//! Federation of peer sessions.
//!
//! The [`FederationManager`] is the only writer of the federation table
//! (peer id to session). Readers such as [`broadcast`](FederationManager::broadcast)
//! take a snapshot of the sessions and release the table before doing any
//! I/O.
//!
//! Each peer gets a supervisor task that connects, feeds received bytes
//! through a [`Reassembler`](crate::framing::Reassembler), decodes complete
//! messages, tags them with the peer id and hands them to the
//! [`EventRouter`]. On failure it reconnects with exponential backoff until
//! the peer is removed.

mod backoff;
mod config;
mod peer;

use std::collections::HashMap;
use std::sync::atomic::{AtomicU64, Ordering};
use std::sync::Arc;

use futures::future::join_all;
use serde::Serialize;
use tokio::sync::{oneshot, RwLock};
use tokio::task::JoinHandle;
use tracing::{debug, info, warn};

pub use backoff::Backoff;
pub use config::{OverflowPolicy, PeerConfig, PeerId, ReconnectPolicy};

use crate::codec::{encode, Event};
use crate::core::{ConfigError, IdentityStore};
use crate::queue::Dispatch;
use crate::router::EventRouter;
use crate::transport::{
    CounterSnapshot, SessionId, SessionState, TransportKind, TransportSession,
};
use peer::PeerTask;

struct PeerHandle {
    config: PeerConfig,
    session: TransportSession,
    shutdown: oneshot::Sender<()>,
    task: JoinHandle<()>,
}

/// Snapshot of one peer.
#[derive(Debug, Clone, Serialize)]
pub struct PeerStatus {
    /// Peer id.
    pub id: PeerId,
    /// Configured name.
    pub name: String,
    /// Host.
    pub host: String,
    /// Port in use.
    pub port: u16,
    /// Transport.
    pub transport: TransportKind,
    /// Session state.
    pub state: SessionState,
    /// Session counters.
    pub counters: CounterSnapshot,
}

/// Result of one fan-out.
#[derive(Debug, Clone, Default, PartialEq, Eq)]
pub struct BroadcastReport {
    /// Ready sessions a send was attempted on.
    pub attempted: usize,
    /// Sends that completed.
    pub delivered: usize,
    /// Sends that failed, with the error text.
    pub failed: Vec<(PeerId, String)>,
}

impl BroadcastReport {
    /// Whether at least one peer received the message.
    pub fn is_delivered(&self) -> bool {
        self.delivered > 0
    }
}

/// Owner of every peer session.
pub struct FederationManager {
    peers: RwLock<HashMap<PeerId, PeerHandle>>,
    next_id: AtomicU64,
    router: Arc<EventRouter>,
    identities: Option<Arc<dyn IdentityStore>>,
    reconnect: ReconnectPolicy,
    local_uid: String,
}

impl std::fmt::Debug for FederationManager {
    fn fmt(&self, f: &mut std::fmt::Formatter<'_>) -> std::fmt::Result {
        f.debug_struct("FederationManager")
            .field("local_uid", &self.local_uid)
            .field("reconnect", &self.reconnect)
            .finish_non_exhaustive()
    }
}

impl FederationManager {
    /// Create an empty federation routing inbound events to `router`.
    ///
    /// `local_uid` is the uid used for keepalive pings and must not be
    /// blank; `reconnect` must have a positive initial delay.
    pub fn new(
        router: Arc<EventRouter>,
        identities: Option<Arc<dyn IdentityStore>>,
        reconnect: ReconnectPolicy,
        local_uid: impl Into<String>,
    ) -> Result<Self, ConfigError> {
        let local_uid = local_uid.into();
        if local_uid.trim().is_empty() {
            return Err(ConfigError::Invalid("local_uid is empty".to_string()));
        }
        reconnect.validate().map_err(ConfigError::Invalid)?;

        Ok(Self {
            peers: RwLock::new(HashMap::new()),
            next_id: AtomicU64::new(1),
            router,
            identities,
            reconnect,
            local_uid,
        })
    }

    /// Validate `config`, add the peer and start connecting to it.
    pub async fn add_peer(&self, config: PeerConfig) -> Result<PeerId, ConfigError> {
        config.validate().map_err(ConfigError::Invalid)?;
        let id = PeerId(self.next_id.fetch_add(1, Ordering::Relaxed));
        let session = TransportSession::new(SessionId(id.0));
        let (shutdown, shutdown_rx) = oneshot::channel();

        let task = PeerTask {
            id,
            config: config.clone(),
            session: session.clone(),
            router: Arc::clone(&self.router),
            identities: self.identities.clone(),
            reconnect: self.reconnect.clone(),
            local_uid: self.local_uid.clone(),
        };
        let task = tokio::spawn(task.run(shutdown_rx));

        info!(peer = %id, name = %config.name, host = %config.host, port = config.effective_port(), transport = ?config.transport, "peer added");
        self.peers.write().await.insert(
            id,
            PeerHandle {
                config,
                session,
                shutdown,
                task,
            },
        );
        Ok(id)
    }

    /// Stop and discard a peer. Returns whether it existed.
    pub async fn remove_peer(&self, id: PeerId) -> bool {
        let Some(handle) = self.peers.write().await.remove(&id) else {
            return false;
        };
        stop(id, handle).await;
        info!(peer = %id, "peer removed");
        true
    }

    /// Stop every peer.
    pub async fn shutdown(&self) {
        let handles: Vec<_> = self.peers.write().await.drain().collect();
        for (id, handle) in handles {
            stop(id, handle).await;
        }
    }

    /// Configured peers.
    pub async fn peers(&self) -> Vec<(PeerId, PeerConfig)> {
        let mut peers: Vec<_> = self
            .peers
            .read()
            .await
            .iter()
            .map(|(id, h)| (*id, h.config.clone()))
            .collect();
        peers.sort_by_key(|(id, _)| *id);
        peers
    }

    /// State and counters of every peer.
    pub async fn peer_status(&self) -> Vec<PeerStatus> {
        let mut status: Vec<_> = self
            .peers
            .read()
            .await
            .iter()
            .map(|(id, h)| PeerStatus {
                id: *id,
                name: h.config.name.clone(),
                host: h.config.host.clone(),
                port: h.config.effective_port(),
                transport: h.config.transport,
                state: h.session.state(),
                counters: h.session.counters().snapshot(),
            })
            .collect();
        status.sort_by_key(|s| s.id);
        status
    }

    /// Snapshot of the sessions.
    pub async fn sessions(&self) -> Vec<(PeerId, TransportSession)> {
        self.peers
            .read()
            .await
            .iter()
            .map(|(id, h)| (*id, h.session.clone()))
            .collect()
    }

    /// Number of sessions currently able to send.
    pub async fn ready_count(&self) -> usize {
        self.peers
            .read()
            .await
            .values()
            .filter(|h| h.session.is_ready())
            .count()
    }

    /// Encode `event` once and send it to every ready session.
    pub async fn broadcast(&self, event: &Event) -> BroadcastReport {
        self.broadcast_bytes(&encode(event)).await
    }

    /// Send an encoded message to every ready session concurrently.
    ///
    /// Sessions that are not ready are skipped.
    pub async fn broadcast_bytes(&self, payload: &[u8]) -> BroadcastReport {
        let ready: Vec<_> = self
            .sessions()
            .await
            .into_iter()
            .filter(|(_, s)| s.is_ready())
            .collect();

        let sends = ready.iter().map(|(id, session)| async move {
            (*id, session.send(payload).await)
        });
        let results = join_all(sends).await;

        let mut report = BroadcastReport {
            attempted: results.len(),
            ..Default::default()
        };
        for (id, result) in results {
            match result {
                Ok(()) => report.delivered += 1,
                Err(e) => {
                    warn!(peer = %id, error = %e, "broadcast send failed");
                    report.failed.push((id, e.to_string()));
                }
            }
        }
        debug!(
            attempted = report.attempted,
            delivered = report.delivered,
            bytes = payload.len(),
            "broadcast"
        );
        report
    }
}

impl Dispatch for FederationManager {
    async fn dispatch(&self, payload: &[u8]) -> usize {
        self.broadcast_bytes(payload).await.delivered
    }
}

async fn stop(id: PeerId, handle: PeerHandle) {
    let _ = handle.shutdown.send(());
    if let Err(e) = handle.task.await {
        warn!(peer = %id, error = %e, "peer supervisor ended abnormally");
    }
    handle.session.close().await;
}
______________________________
» **EXERCISE**: Every line containing the string "tokio" should be pulled from the listing and copied.

» **SOLUTION FOR THIS TASK**:
use tokio::sync::{oneshot, RwLock};
use tokio::task::JoinHandle;
        let task = tokio::spawn(task.run(shutdown_rx));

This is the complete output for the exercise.